Sadly, this hardly scratches the surface of the violence, pain and death wrought by people with guns in America over just the last forty-five days. Just this week, we’ve seen mass shooting events in Alabama and the Mojave Desert. Heartbreak after heartbreak.
Covenant School parent Sarah Neumann receives a hug from Rep. Justin Pearson, D-Memphis as he visits the gallery of the House chamber Thursday, April 6, 2023, in Nashville, Tenn. (AP Photo/George Walker IV)
The gun violence we have seen as a nation is at odds with the law and love of God. It reflects not a series of isolated incidents, but a cultural sickness. We are too quick to resort to violence, and we too easily justify violence. We are too comfortable with violence, and too confident in our ability to wield it well. We consider it a greater risk to be caught vulnerable than to sin and violate the commandment of God that we shall not kill.
I do not write here to offer a final word on what national, state and local policies are necessary (I do serve as an advisor to 97 Percent, a nonpartisan organization that promotes gun safety policies), but to offer a more general appeal: the American people deserve and need to see the political process substantively, constructively respond to the problem of gun violence.
Not all policy reforms are equal, and all deserve real debate. However, we should be attentive to the motivations behind objections to a policy response: do the objections rise to the moment? Do they reflect the kind of priorities we wish to have as a nation and as a people?
In recent months, we have seen a number of leaders step up to advocate for substantive policy change, including many Christians. Former Senator Bill Frist recognizes the need for a new appraisal in an op-ed this week:
This demands a fresh look, free of past biases and partisan tones which have ruled so much of our earlier discussions and debate. These honest revaluations should be carried out in local communities, in homes and at schools, civic gatherings, and places of faith, and likely will include changes in the larger policy framework in response to these new tragic realities.
I share Dr.

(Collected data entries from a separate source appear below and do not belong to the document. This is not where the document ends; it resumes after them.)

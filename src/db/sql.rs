//! SQL text builders for procedure calls and bulk inserts.

use crate::error::{FbError, FbResult};

/// Build `{call name(?,...,?)}` for the given parameter count.
///
/// With no parameters the argument list is omitted: `{call name}`.
pub fn procedure_call(name: &str, param_count: usize) -> FbResult<String> {
    let name = name.trim();
    if name.is_empty() {
        return Err(FbError::invalid_argument("Invalid stored procedure name"));
    }
    if param_count == 0 {
        return Ok(format!("{{call {name}}}"));
    }
    Ok(format!("{{call {name}({})}}", placeholders(param_count)))
}

/// Build `INSERT INTO "table" (f1,...,fn) VALUES (?,...,?)`.
pub fn bulk_insert(table: &str, fields: &[String]) -> FbResult<String> {
    if table.trim().is_empty() {
        return Err(FbError::invalid_argument("Invalid table name"));
    }
    if fields.is_empty() || fields.iter().any(|f| f.trim().is_empty()) {
        return Err(FbError::invalid_argument("Invalid field list"));
    }
    Ok(format!(
        "INSERT INTO \"{}\" ({}) VALUES ({})",
        table.replace('"', "\"\""),
        fields.join(","),
        placeholders(fields.len())
    ))
}

/// Lexical region the placeholder scanner is currently in.
#[derive(Clone, Copy, PartialEq, Eq)]
enum Region {
    Code,
    Quoted(char),
    LineComment,
    BlockComment,
}

/// Count `?` placeholders outside string literals, quoted identifiers and
/// comments (`-- ...` to end of line, `/* ... */`).
pub fn count_placeholders(sql: &str) -> usize {
    let mut count = 0;
    let mut region = Region::Code;
    let mut chars = sql.chars().peekable();
    while let Some(c) = chars.next() {
        region = match (region, c) {
            (Region::Code, '\'' | '"') => Region::Quoted(c),
            (Region::Code, '-') if chars.peek() == Some(&'-') => {
                chars.next();
                Region::LineComment
            }
            (Region::Code, '/') if chars.peek() == Some(&'*') => {
                chars.next();
                Region::BlockComment
            }
            (Region::Code, '?') => {
                count += 1;
                Region::Code
            }
            (Region::Quoted(q), c) if c == q => Region::Code,
            (Region::LineComment, '\n') => Region::Code,
            (Region::BlockComment, '*') if chars.peek() == Some(&'/') => {
                chars.next();
                Region::Code
            }
            (region, _) => region,
        };
    }
    count
}

fn placeholders(n: usize) -> String {
    vec!["?"; n].join(",")
}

Frist’s hope that “we have an opportunity to depoliticize and more civilly and rationally respond to this fundamental, growing disease tearing at our social fabric.” I also appreciate his understanding that this disease will not be solved by policy change alone.
(AP Photo/George Walker IV)
The availability of guns is tied to, but does not fully answer, why so many in our society are prepared to use guns to kill human beings, made in the image of God. This readiness to harm certainly has something to do with the degradation, the dehumanization, of other human beings. I am struck by how many recent shootings seem to be expressions of personal grievances and hatreds. We must insist again that people are responsible for their own actions, and that even justified feelings do not justify the perpetuation of harm or the use of violence.
This violence demands a response. We must seek to be patient with one another, with fellow citizens. I fear that hateful political rhetoric, even in the name of peace, only contributes to the culture of violence we seek to upend. Yet, as we seek to be patient with one another, there can be no patience afforded gun violence. The absence left by those who have died as a result of gun violence cries out for a response. We must not choose between a political response or a spiritual one. Both our hearts and our politics must respond to the moment. For this we must pray and work.